In this study, we presented a novel Python library named fsmpy, for comparing the fuzzy sets of different types. The library provides the implementation of a number of different distances, the similarity and other types of measures, along with other useful tools required for their implementation and application. By following the implementation designs of other libraries, fmpy becomes fast, easy to use and easy to interconnect with other libraries, such as scikit-learn and NumPy.
Compared to other available toolkits and libraries, fsmpy implements a large number of different fuzzy measures. Moreover, it provides tools for their application in different classification problems and their interconnection with other libraries. It is the first library to present very simple functionalities for different applications (medical diagnosis, text classification and image segmentation). With the open-source paradigm, the library can be extended with additional measures, types of measures and types of FSs, as well as more datasets, classifiers and membership value calculation functions.
At this point, some of the library’s limitations should be discussed.
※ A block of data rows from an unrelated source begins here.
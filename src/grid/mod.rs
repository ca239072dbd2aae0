pub mod coord;
pub mod geometry;
pub mod map;
pub mod shape;

use crate::{
    grid::{
        coord::HexCoord,
        geometry::{HexGeometry, Point3},
        map::HexMap,
    },
    GridConfig,
};
use anyhow::Context;
use log::info;
use serde::{Deserialize, Serialize};
use validator::Validate;

/// A fully built hexagon grid: the config that defines it plus a tile map
/// covering the configured shape. This is the top-level type a host
/// application holds on to — it answers the three questions gameplay and
/// rendering code ask: where does a coordinate land in world space
/// ([HexGrid::position]), which coordinates exist
/// ([HexMap::coordinates]), and what's stored at one of them (indexing into
/// [HexGrid::tiles]).
///
/// ## Serialization
///
/// A grid serializes as its config plus the list of (coordinate, tile)
/// pairs. Building a grid from a config is deterministic, so the config
/// doubles as a compact description of the expected key set; if a loaded
/// grid's tiles don't match what its config generates (because the config
/// was edited by hand), reconciling them is the loader's concern.
#[derive(Clone, Debug, Serialize, Deserialize)]
pub struct HexGrid<T> {
    /// The config this grid was built from. Construction is deterministic
    /// in the config, and once built, the config never changes.
    config: GridConfig,

    /// The tiles of the grid, keyed by coordinate. The key set comes from
    /// the config's shape and is fixed for the life of the grid.
    tiles: HexMap<T>,
}

impl<T: Default> HexGrid<T> {
    /// Build a new grid from the given config, with every tile set to the
    /// default value. Returns an error if the config is invalid.
    pub fn new(config: GridConfig) -> anyhow::Result<Self> {
        config.validate().context("invalid config")?;

        let shape = config.shape.to_shape(config.origin, config.orientation);
        let tiles = HexMap::new(shape.as_ref());
        info!("Built grid with {} tiles from {:?}", tiles.len(), config);

        Ok(Self { config, tiles })
    }
}

impl<T> HexGrid<T> {
    /// Get a reference to the config that defines this grid
    pub fn config(&self) -> &GridConfig {
        &self.config
    }

    /// Get the geometry of a single hexagon in this grid. Geometry is
    /// derived from the config, so this is a pure lookup.
    pub fn geometry(&self) -> HexGeometry {
        HexGeometry::new(self.config.orientation, self.config.size)
    }

    /// Get a reference to the map of tiles that make up this grid
    pub fn tiles(&self) -> &HexMap<T> {
        &self.tiles
    }

    /// Get a mutable reference to the map of tiles that make up this grid
    pub fn tiles_mut(&mut self) -> &mut HexMap<T> {
        &mut self.tiles
    }

    /// Get the owned tile map for this grid
    pub fn into_tiles(self) -> HexMap<T> {
        self.tiles
    }

    /// Get the world-space position of a coordinate under this grid's
    /// geometry
    pub fn position(&self, coord: HexCoord) -> Point3 {
        self.geometry().position(coord)
    }
}

#[cfg(test)]
mod tests {
    use super::*;
    use crate::{config::ShapeConfig, grid::geometry::Orientation};

    #[test]
    fn test_new() {
        let config = GridConfig {
            shape: ShapeConfig::Hexagonal { size: 2 },
            ..GridConfig::default()
        };
        let grid: HexGrid<u8> = HexGrid::new(config).unwrap();
        assert_eq!(grid.tiles().len(), 19);
        assert_eq!(grid.geometry(), HexGeometry::FLAT_TOP);
    }

    #[test]
    fn test_new_invalid_config() {
        let config = GridConfig {
            size: -1.0,
            ..GridConfig::default()
        };
        assert!(HexGrid::<u8>::new(config).is_err());
    }

    #[test]
    fn test_position() {
        let config = GridConfig {
            orientation: Orientation::PointyTop,
            ..GridConfig::default()
        };
        let grid: HexGrid<u8> = HexGrid::new(config).unwrap();
        assert_eq!(
            grid.position(HexCoord::new(1, 0)),
            grid.geometry().position(HexCoord::new(1, 0))
        );
    }
}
Firstly, there are some tests for the validation of the correct implementation of a measure that fail. This is currently being addressed with a high priority, but can also be attributed to the typographic errors in the publication of the original measure. Similarly, the results obtained in the image segmentation application are not exactly the same as the ones presented in [16
]. Secondly, a very small number of types of fuzzy sets and miscellaneous functions are implemented, and only one evaluation dataset is provided (medical diagnosis). Lastly, when compared to the Fuzzycreator library (a very similar one), fsmpy currently lacks of any visualization functionalities and implements only one membership calculation function.
As for the future works, the aims focus on solving the aforementioned limitations, as well as the following aspects:
Implementation of additional measures (distance, similarity and other types), classifiers and membership value calculation functions.
Further study of the implemented measures and their tests.
Additional tools useful for the development of novel measures (such as the testing of theorems).
Extension of library application and utility functions.